The effect of amending a claim is partially retroactive. While an amended claim cannot cover devices that were sold prior to the amendment, it can have retroactive effect against long-term investments. For example, a patentee changes his patent on four-legged tables to cover three-legged tables. This patentee cannot obtain royalties on the three-legged tables sold before the amendment receives patent office approval. However, the competitor who built a factory for manufacturing three-legged tables probably intended the factory to last for twenty years or more. The patentee can force his competitor to shut down the entire factory. This "hold-up" leverage allows a claim amendment to have significant retroactive bite

Finally, a 2003 article from Mark Lemley et. al.:

... continuation practice can be – and has been – used strategically to gain advantages over competitors by waiting to see what product the competitor will make and then drafting patent claims specifically designed to cover that product.
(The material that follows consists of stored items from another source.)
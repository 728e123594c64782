//! Error definitions
//!
//! This module provides the error type for iter-assert's fallible
//! assertion surface ([`Proxy::check`](crate::Proxy::check) and friends).
//! The panicking macro path does not use it; the library itself never
//! raises during normal operation — a failed assertion is the ordinary
//! `false` reduction, and errors from user mapping functions never pass
//! through this crate.

use thiserror::Error;

/// Main error type for iter-assert
#[derive(Error, Debug)]
pub enum Error {
    /// A reduced comparison or truthiness check came out `false`. The
    /// message is the rendered diagnostic, naming every compared element.
    #[error("assertion failed: {0}")]
    AssertionFailed(String),
}

/// Result type alias
pub type Result<T> = std::result::Result<T, Error>;

#[cfg(test)]
mod tests {
    use super::*;

    #[test]
    fn test_error_display_carries_diagnostic() {
        let err = Error::AssertionFailed("all(0, 1, 2) < 1".to_string());
        assert_eq!(err.to_string(), "assertion failed: all(0, 1, 2) < 1");
    }
}
impl Cmp {
    /// Every comparison kind, in a fixed order. Handy for exhaustive tests.
    pub const ALL: [Self; 6] = [Self::Eq, Self::Ne, Self::Lt, Self::Le, Self::Gt, Self::Ge];

    /// The operator symbol, e.g. `"<="` for [`Cmp::Le`].
    #[must_use]
    pub fn symbol(self) -> &'static str {
        match self {
            Self::Eq => "==",
            Self::Ne => "!=",
            Self::Lt => "<",
            Self::Le => "<=",
            Self::Gt => ">",
            Self::Ge => ">=",
        }
    }

    fn apply<T, U>(self, lhs: &T, rhs: &U) -> bool
    where
        T: PartialOrd<U>,
    {
        match self {
            Self::Eq => lhs == rhs,
            Self::Ne => lhs != rhs,
            Self::Lt => lhs < rhs,
            Self::Le => lhs <= rhs,
            Self::Gt => lhs > rhs,
            Self::Ge => lhs >= rhs,
        }
    }
}

impl fmt::Display for Cmp {
    fn fmt(&self, f: &mut fmt::Formatter<'_>) -> fmt::Result {
        f.write_str(self.symbol())
    }
}

/// The evaluated values behind one assertion, plus the rule for collapsing
/// per-element results into a single boolean.
///
/// Created by [`all_match`] / [`any_match`] (or via
/// [`Capture`](crate::Capture) to retain pre-mapping originals). Immutable,
/// single-threaded, local to one assertion expression.
pub struct Proxy<T> {
    values: Vec<T>,
    reducer: Reducer,
    /// Rendered pre-mapping originals, present when built from a `Capture`.
    captured: Option<String>,
}

impl<T> Proxy<T> {
    pub(crate) fn new(values: Vec<T>, reducer: Reducer) -> Self {
        Self {
            values,
            reducer,
            captured: None,
        }
    }

    pub(crate) fn with_captured(values: Vec<T>, reducer: Reducer, captured: String) -> Self {
        Self {
            values,
            reducer,
            captured: Some(captured),
        }
    }

    /// The stored (mapped) values, in input iteration order.
    #[must_use]
    pub fn values(&self) -> &[T] {
        &self.values
    }

    /// The reduction rule this proxy applies.
    #[must_use]
    pub fn reducer(&self) -> Reducer {
        self.reducer
    }

    /// The rendered original values, if this proxy was built from a
    /// [`Capture`](crate::Capture).
    #[must_use]
    pub fn captured(&self) -> Option<&str> {
        self.captured.as_deref()
    }

    /// Compare every stored value against `rhs` with `op`, then reduce.
    ///
    /// Each element is compared independently; the per-element booleans are
    /// collapsed with this proxy's [`Reducer`] into the single result. An
    /// empty all-proxy compares `true` for every operator, an empty
    /// any-proxy `false`.
    ///
    /// # Example
    ///
    /// ```rust
    /// use iter_assert::{all_match, Cmp};
    ///
    /// assert!(all_match(0..3).compare(Cmp::Lt, &3));
    /// assert!(!all_match(0..3).compare(Cmp::Lt, &2));
    /// ```
    #[must_use]
    pub fn compare<U>(&self, op: Cmp, rhs: &U) -> bool
    where
        T: PartialOrd<U>,
    {
        self.reducer
            .reduce(self.values.iter().map(|value| op.apply(value, rhs)))
    }

    /// Element-wise `==`, reduced. Shorthand for [`Cmp::Eq`].
    #[must_use]
    pub fn equal_to<U>(&self, rhs: U) -> bool
    where
        T: PartialOrd<U>,
    {
        self.compare(Cmp::Eq, &rhs)
    }

    /// Element-wise `!=`, reduced.
    #[must_use]
    pub fn not_equal_to<U>(&self, rhs: U) -> bool
    where
        T: PartialOrd<U>,
    {
        self.compare(Cmp::Ne, &rhs)
    }

    /// Element-wise `<`, reduced.
    #[must_use]
    pub fn less_than<U>(&self, rhs: U) -> bool
    where
        T: PartialOrd<U>,
    {
        self.compare(Cmp::Lt, &rhs)
    }

    /// Element-wise `<=`, reduced.
    #[must_use]
    pub fn at_most<U>(&self, rhs: U) -> bool
    where
        T: PartialOrd<U>,
    {
        self.compare(Cmp::Le, &rhs)
    }

    /// Element-wise `>`, reduced.
    #[must_use]
    pub fn greater_than<U>(&self, rhs: U) -> bool
    where
        T: PartialOrd<U>,
    {
        self.compare(Cmp::Gt, &rhs)
    }

    /// Element-wise `>=`, reduced.
    #[must_use]
    pub fn at_least<U>(&self, rhs: U) -> bool
    where
        T: PartialOrd<U>,
    {
        self.compare(Cmp::Ge, &rhs)
    }
}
In the most extreme cases, patent applicants add claims during the continuation process to cover ideas they never thought of themselves, but instead learned from a competitor.

In fact, Lemley et. al. propose the idea of intervening rights for the pre-issuance/continuation amendments:

Another alternative that would eliminate many of the perils of submarine patents would be the creation of intervening rights for competitors who began making, using, or selling the patented invention prior to the broadening continuation.